Spalić WIEŚ!

Dodano:   /  Zmieniono: 
Trwało długo, ale wreszcie się skończyło. Koniec działania Wojskowych Służb Informacyjnych, odkrycie prawdy o inwigilowaniu przez nie dziennikarzy i polityków, a także ochrony określonej grupy interesów, będzie wydarzeniem porównywalnym z opuszczeniem Polski przez wojska radzieckie.

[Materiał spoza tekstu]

//! Configuration settings structures for quarry-rs
//!
//! This module defines all configuration structures that can be loaded from
//! TOML files and environment variables.

use std::path::PathBuf;

use serde::{Deserialize, Serialize};

use crate::config::error::ConfigError;
use crate::logger::{ConsoleConfig, FileConfig, LogFormat, LoggerConfig};

// ============================================================================
// Default value functions
// ============================================================================

fn default_app_name() -> String {
    "quarry-rs".to_string()
}

fn default_app_version() -> String {
    crate::pkg_version().to_string()
}

fn default_host() -> String {
    "127.0.0.1".to_string()
}

fn default_port() -> u16 {
    3000
}

fn default_max_connections() -> u32 {
    10
}

fn default_min_connections() -> u32 {
    1
}

fn default_connection_timeout() -> u64 {
    30
}

fn default_log_level() -> String {
    "info".to_string()
}

fn default_true() -> bool {
    true
}

fn default_log_path() -> String {
    "logs/quarry.log".to_string()
}

fn default_log_format() -> String {
    "json".to_string()
}

fn default_upload_dir() -> String {
    "uploads".to_string()
}

fn default_max_upload_size() -> u64 {
    10 * 1024 * 1024 // 10MB
}

fn default_workers() -> usize {
    4
}

fn default_queue_capacity() -> usize {
    100
}

fn default_email_delay_ms() -> u64 {
    2000
}

fn default_processing_delay_ms() -> u64 {
    3000
}

fn default_retention_secs() -> u64 {
    3600
}

fn default_max_retained() -> usize {
    1000
}

fn default_outbound_buffer() -> usize {
    32
}

fn default_command_buffer() -> usize {
    256
}

// ============================================================================
// Application Configuration
// ============================================================================

/// Application basic information configuration
#[derive(Debug, Clone, PartialEq, Eq, Serialize, Deserialize)]
pub struct ApplicationConfig {
    #[serde(default = "default_app_name")]
    pub name: String,

    #[serde(default = "default_app_version")]
    pub version: String,
}

impl Default for ApplicationConfig {
    fn default() -> Self {
        Self {
            name: default_app_name(),
            version: default_app_version(),
        }
    }
}

// ============================================================================
// Server Configuration
// ============================================================================

/// Axum HTTP server configuration
#[derive(Debug, Clone, PartialEq, Eq, Serialize, Deserialize)]
pub struct ServerConfig {
    #[serde(default = "default_host")]
    pub host: String,

    #[serde(default = "default_port")]
    pub port: u16,

    /// Allowed CORS origins; empty allows any origin
    #[serde(default)]
    pub cors_origins: Vec<String>,
}

impl ServerConfig {
    /// Get the full server address as "host:port"
    pub fn address(&self) -> String {
        format!("{}:{}", self.host, self.port)
    }
}

impl Default for ServerConfig {
    fn default() -> Self {
        Self {
            host: default_host(),
            port: default_port(),
            cors_origins: Vec::new(),
        }
    }
}

// ============================================================================
// Database Configuration
// ============================================================================

/// Which [`ItemStore`](crate::repositories::ItemStore) implementation backs the service
#[derive(Debug, Clone, Copy, PartialEq, Eq, Serialize, Deserialize, Default)]
#[serde(rename_all = "lowercase")]
pub enum StoreBackend {
    #[default]
    Postgres,
    Memory,
}

/// Diesel database connection configuration
#[derive(Debug, Clone, PartialEq, Eq, Serialize, Deserialize)]
pub struct DatabaseConfig {
    #[serde(default)]
    pub backend: StoreBackend,

    /// Database connection URL, required for the postgres backend
    #[serde(default)]
    pub url: String,

    #[serde(default = "default_max_connections")]
    pub max_connections: u32,

    #[serde(default = "default_min_connections")]
    pub min_connections: u32,

    /// Connection timeout in seconds
    #[serde(default = "default_connection_timeout")]
    pub connection_timeout: u64,

    /// Whether to automatically run pending migrations on startup
    #[serde(default)]
    pub auto_migrate: bool,
}

impl Default for DatabaseConfig {
    fn default() -> Self {
        Self {
            backend: StoreBackend::default(),
            url: String::new(),
            max_connections: default_max_connections(),
            min_connections: default_min_connections(),
            connection_timeout: default_connection_timeout(),
            auto_migrate: false,
        }
    }
}

// ============================================================================
// Logger Settings
// ============================================================================

/// Console output settings
#[derive(Debug, Clone, PartialEq, Eq, Serialize, Deserialize)]
pub struct ConsoleSettings {
    #[serde(default = "default_true")]
    pub enabled: bool,

    #[serde(default = "default_true")]
    pub colored: bool,
}

impl Default for ConsoleSettings {
    fn default() -> Self {
        Self {
            enabled: default_true(),
            colored: default_true(),
        }
    }
}

/// File output settings
#[derive(Debug, Clone, PartialEq, Eq, Serialize, Deserialize)]
pub struct FileSettings {
    #[serde(default)]
    pub enabled: bool,

    #[serde(default = "default_log_path")]
    pub path: String,

    #[serde(default = "default_true")]
    pub append: bool,

    /// Log format: "full", "compact", or "json"
    #[serde(default = "default_log_format")]
    pub format: String,
}

impl Default for FileSettings {
    fn default() -> Self {
        Self {
            enabled: false,
            path: default_log_path(),
            append: default_true(),
            format: default_log_format(),
        }
    }
}

/// Logger configuration settings
#[derive(Debug, Clone, PartialEq, Eq, Serialize, Deserialize)]
pub struct LoggerSettings {
    /// Log level or `EnvFilter` directive
    #[serde(default = "default_log_level")]
    pub level: String,

    #[serde(default)]
    pub console: ConsoleSettings,

    #[serde(default)]
    pub file: FileSettings,
}

impl Default for LoggerSettings {
    fn default() -> Self {
        Self {
            level: default_log_level(),
            console: ConsoleSettings::default(),
            file: FileSettings::default(),
        }
    }
}

impl LoggerSettings {
    /// Convert the file representation into the runtime [`LoggerConfig`]
    pub fn into_logger_config(self) -> Result<LoggerConfig, ConfigError> {
        let console = ConsoleConfig::new(self.console.enabled, self.console.colored);
        let file = self.file.into_file_config()?;

        LoggerConfig::new(console, file, self.level).map_err(|e| {
            ConfigError::ValidationError {
                field: "logger".to_string(),
                message: e.to_string(),
            }
        })
    }
}

impl FileSettings {
    pub fn into_file_config(self) -> Result<FileConfig, ConfigError> {
        let format = self
            .format
            .parse::<LogFormat>()
            .map_err(|e| ConfigError::ValidationError {
                field: "logger.file.format".to_string(),
                message: e.to_string(),
            })?;

        FileConfig::new(self.enabled, PathBuf::from(self.path), self.append, format).map_err(
            |e| ConfigError::ValidationError {
                field: "logger.file".to_string(),
                message: e.to_string(),
            },
        )
    }
}

// ============================================================================
// File storage Configuration
// ============================================================================

/// Upload storage configuration
#[derive(Debug, Clone, PartialEq, Eq, Serialize, Deserialize)]
pub struct FilesConfig {
    /// Directory uploads are written to; created on startup
    #[serde(default = "default_upload_dir")]
    pub upload_dir: String,

    /// Maximum accepted upload size in bytes
    #[serde(default = "default_max_upload_size")]
    pub max_upload_size: u64,
}

impl Default for FilesConfig {
    fn default() -> Self {
        Self {
            upload_dir: default_upload_dir(),
            max_upload_size: default_max_upload_size(),
        }
    }
}

// ============================================================================
// Background task Configuration
// ============================================================================

/// Background task queue configuration
#[derive(Debug, Clone, PartialEq, Eq, Serialize, Deserialize)]
pub struct TasksConfig {
    /// Number of worker tasks draining the queue
    #[serde(default = "default_workers")]
    pub workers: usize,

    /// Bounded queue size; submissions beyond it are rejected
    #[serde(default = "default_queue_capacity")]
    pub queue_capacity: usize,

    /// Simulated delivery time of the email task
    #[serde(default = "default_email_delay_ms")]
    pub email_delay_ms: u64,

    /// Simulated processing time of the data task
    #[serde(default = "default_processing_delay_ms")]
    pub processing_delay_ms: u64,

    /// How long a finished task's status stays queryable
    #[serde(default = "default_retention_secs")]
    pub retention_secs: u64,

    /// Finished task records kept at most; the oldest go first
    #[serde(default = "default_max_retained")]
    pub max_retained: usize,
}

impl Default for TasksConfig {
    fn default() -> Self {
        Self {
            workers: default_workers(),
            queue_capacity: default_queue_capacity(),
            email_delay_ms: default_email_delay_ms(),
            processing_delay_ms: default_processing_delay_ms(),
            retention_secs: default_retention_secs(),
            max_retained: default_max_retained(),
        }
    }
}

// ============================================================================
// Chat Configuration
// ============================================================================

#[derive(Debug, Clone, PartialEq, Eq, Serialize, Deserialize)]
pub struct ChatConfig {
    /// Messages buffered per connection before the client is dropped
    #[serde(default = "default_outbound_buffer")]
    pub outbound_buffer: usize,

    /// Capacity of the hub's command channel
    #[serde(default = "default_command_buffer")]
    pub command_buffer: usize,
}

impl Default for ChatConfig {
    fn default() -> Self {
        Self {
            outbound_buffer: default_outbound_buffer(),
            command_buffer: default_command_buffer(),
        }
    }
}

// ============================================================================
// Main Settings Structure
// ============================================================================

/// Complete application settings
#[derive(Debug, Clone, PartialEq, Eq, Serialize, Deserialize, Default)]
pub struct Settings {
    #[serde(default)]
    pub application: ApplicationConfig,

    #[serde(default)]
    pub server: ServerConfig,

    #[serde(default)]
    pub database: DatabaseConfig,

    #[serde(default)]
    pub logger: LoggerSettings,

    #[serde(default)]
    pub files: FilesConfig,

    #[serde(default)]
    pub tasks: TasksConfig,

    #[serde(default)]
    pub chat: ChatConfig,
}

#[cfg(test)]
mod tests {
    use super::*;
    use proptest::prelude::*;

    fn arb_settings() -> impl Strategy<Value = Settings> {
        (
            prop_oneof![Just(StoreBackend::Postgres), Just(StoreBackend::Memory)],
            1u16..=65535u16,
            ("[a-z]{1,12}", 1u64..=1_073_741_824u64),
            (1usize..=32, 1usize..=10_000, 0u64..=86_400, 1usize..=100_000),
            (1usize..=1024, 1usize..=4096),
        )
            .prop_map(
                |(backend, port, (upload_dir, max_upload_size), tasks, chat)| {
                    let (workers, queue_capacity, retention_secs, max_retained) = tasks;
                    let mut settings = Settings::default();
                    settings.database.backend = backend;
                    settings.database.url = "postgres://localhost/quarry".to_string();
                    settings.server.port = port;
                    settings.files = FilesConfig {
                        upload_dir,
                        max_upload_size,
                    };
                    settings.tasks = TasksConfig {
                        workers,
                        queue_capacity,
                        retention_secs,
                        max_retained,
                        ..TasksConfig::default()
                    };
                    settings.chat = ChatConfig {
                        outbound_buffer: chat.0,
                        command_buffer: chat.1,
                    };
                    settings
                },
            )
    }

    proptest! {
        #![proptest_config(ProptestConfig::with_cases(64))]

        #[test]
        fn prop_settings_survive_toml(settings in arb_settings()) {
            let toml_str = toml::to_string(&settings).unwrap();
            let parsed: Settings = toml::from_str(&toml_str).unwrap();
            prop_assert_eq!(settings, parsed);
        }
    }

    #[test]
    fn test_defaults() {
        let settings = Settings::default();
        assert_eq!(settings.application.name, "quarry-rs");
        assert_eq!(settings.server.address(), "127.0.0.1:3000");
        assert_eq!(settings.database.backend, StoreBackend::Postgres);
        assert!(settings.database.url.is_empty());
        assert_eq!(settings.files.max_upload_size, 10 * 1024 * 1024);
        assert_eq!(settings.tasks.workers, 4);
        assert_eq!(settings.tasks.queue_capacity, 100);
        assert_eq!(settings.tasks.retention_secs, 3600);
        assert_eq!(settings.tasks.max_retained, 1000);
    }

    #[test]
    fn test_partial_toml_uses_defaults() {
        let settings: Settings = toml::from_str(
            r#"
[database]
backend = "memory"

[tasks]
workers = 2
max_retained = 10
"#,
        )
        .unwrap();

        assert_eq!(settings.database.backend, StoreBackend::Memory);
        assert_eq!(settings.tasks.workers, 2);
        assert_eq!(settings.tasks.max_retained, 10);
        assert_eq!(settings.tasks.queue_capacity, 100);
        assert_eq!(settings.chat, ChatConfig::default());
    }

    #[test]
    fn test_logger_settings_into_logger_config() {
        let settings = LoggerSettings {
            level: "debug".to_string(),
            file: FileSettings {
                enabled: true,
                format: "compact".to_string(),
                ..Default::default()
            },
            ..Default::default()
        };

        let config = settings.into_logger_config().unwrap();
        assert!(config.file.enabled);
        assert_eq!(config.file.format, LogFormat::Compact);

        let bad = LoggerSettings {
            file: FileSettings {
                format: "yaml".to_string(),
                ..Default::default()
            },
            ..Default::default()
        };
        assert!(matches!(
            bad.into_logger_config(),
            Err(ConfigError::ValidationError { ref field, .. }) if field == "logger.file.format"
        ));
    }
}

Jeżeli komuś się wydaje, że na przełomie 1989 i 1990 roku komuniści w panice
oddawali władzę, to jest w dużym błędzie. Komuniści zwyczajnie
przegrupowywali siły tak skutecznie, aby mieć władzę w systemie wolnych
wyborów. Podczas gdy rozwiązując Służbę Bezpieczeństwa i tworząc Urząd
Ochrony Państwa przeprowadzono weryfikację funkcjonariuszy (lepszą, gorszą,
ale zawsze weryfikację), to tworząc WSI wykorzystano w 100 proc. zasoby
wywiadu i kontrwywiadu wojskowego PRL, którego kadry szkolone były w duchu
wierności ZSRR. Zapewne do WSI trafili też negatywnie zweryfikowani fachowcy
z SB. W ten sposób najważniejszą tajną służbą stała się organizacja, której
członkowie, łagodnie mówiąc, bynajmniej nie byli specjalnie przyzwyczajeni
do demokratycznego państwa prawa.

Jeżeli nawet reformatorskie zapędy PiS zostaną powstrzymane, to rozwiązanie
WSI i (mam nadzieję) upublicznienie raportu o przestępstwach WSI zmieni raz
na zawsze obraz polskiej polityki.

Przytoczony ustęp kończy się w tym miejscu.